Peugeot and Citroen bosses outline mixed performance in 2018

Jackson said the improvements stress the continuing importance of Europe to Citroën’s overall business, and believes the policy of launching a range of new SUV models, most recent of which is the C5 Aircross, is “proof that we are on the right road”. Citroën plans to launch a special collection of centenary models this year and will show two concepts — an urban mobility proposal at Geneva in March, and a “ultra comfort” concept unveiled in May. 

Peugeot sales volume affected by Iran and China

Peugeot recorded a far sharper decline in global sales volume in 2018, despite a 5% increase in Europe due to being one of very few brands fully ready for the WLTP emission regulation changes. The brand’s sales dropped 17.9% year-on-year, shifting just over 1.7m vehicles compared to 2.1m vehicles in 2017.

Speaking to Autocar, boss Jean Phillipe Imparato cited the decision to suspend its joint venture operation in Iran as the most prominent factor, as Peugeot sold 445,000 cars there in 2017. Operations were halted in June after the U.S. Government withdrew from the international nuclear deal, imposing sanctions on companies operating within Iran. Alongside that significant loss, Peugeot joined other brands in recording a significant drop in demand from China. The PSA decline was measured at 32% in the region, with Peugeot itself selling “around 150,000 less cars” than it expected to.

Imparato said he is “looking for stability in China”. He talked of an overstock situation in the Chinese car market, claiming there are 800,000 cars that have left the factory and are yet to find a home.

“This is huge,” said Imparato. “You will see many big discounts as brands try to shift these cars.

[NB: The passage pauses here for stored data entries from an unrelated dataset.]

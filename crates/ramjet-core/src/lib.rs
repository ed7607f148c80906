//! Ramjet Core - contracts shared by the interception layer and the network layer.
//!
//! Both halves of the proxy must agree on three things:
//!
//! - where proxied URLs live ([`RamjetConfig::origin`] + [`RamjetConfig::prefix`]),
//! - how a real URL maps to its proxied form and back ([`UrlCodec`]),
//! - how HTML, CSS, script and headers are rewritten ([`ContentRewriter`]).
//!
//! This crate defines those contracts together with default implementations
//! ([`PrefixCodec`], [`StandardRewriter`]) so the workspace runs end to end.
//!
//! ## Usage
//!
//! ```
//! use ramjet_core::{PrefixCodec, UrlCodec};
//!
//! let codec = PrefixCodec::new("https://proxy.test", "/ramjet/");
//! let encoded = codec.encode("https://example.com/");
//! assert!(encoded.starts_with("https://proxy.test/ramjet/"));
//! assert_eq!(codec.decode(&encoded), "https://example.com/");
//! ```

pub mod codec;
pub mod config;
pub mod error;
pub mod headers;
pub mod rewrite;

pub use codec::{encode_relative, is_passthrough_url, PrefixCodec, UrlCodec};
pub use config::{
    RamjetConfig, DEFAULT_MAX_BODY_SIZE, DEFAULT_PORT, DEFAULT_PREFIX, MESSAGE_TYPE_KEY, WRAP_FN,
};
pub use error::{CoreError, Result};
pub use headers::RawHeaders;
pub use rewrite::{ContentRewriter, StandardRewriter};
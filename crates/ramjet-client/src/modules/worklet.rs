//! `Worklet.prototype.addModule`.

use crate::client::Client;
use crate::interception::{CallHooks, HookOutcome};

pub fn install(client: &Client) -> usize {
    let env = client.env().clone();
    client.interceptor().register_call(
        "Worklet.prototype.addModule",
        CallHooks::new().on_invoke(move |ctx| {
            let raw = ctx.arg(0).to_display_string()?;
            ctx.set_arg(0, env.encode_url(&raw).into());
            Ok(HookOutcome::Continue)
        }),
    )
}

#[cfg(test)]
mod tests {
    use crate::host::Value;
    use crate::test_support::BrowserFixture;

    #[test]
    fn module_url_is_encoded() {
        let fixture = BrowserFixture::window();
        let client = fixture.client();
        client.hook();
        let worklet = fixture.worklet();
        worklet
            .invoke("addModule", vec![Value::from("paint.js")])
            .unwrap();
        assert_eq!(
            fixture.calls("Worklet.addModule")[0][0],
            Value::from(client.encode_url("https://example.com/app/paint.js"))
        );
    }
}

Instead of cutting our prices, we will be modifying our commercial strategy as we did in Europe”. He also claimed that thanks to the influx of finance deals, the used car market in China will jump from 10m vehicles to around 40m vehicles within the next decade. 

Imparato also mentioned plans for a return to the North American market were “on track”, but that it will likely be “a 10-year operation”. The firm will shortly be launching there as a mobility services provider but will be analysing the market to see when the right time is to launch standalone models.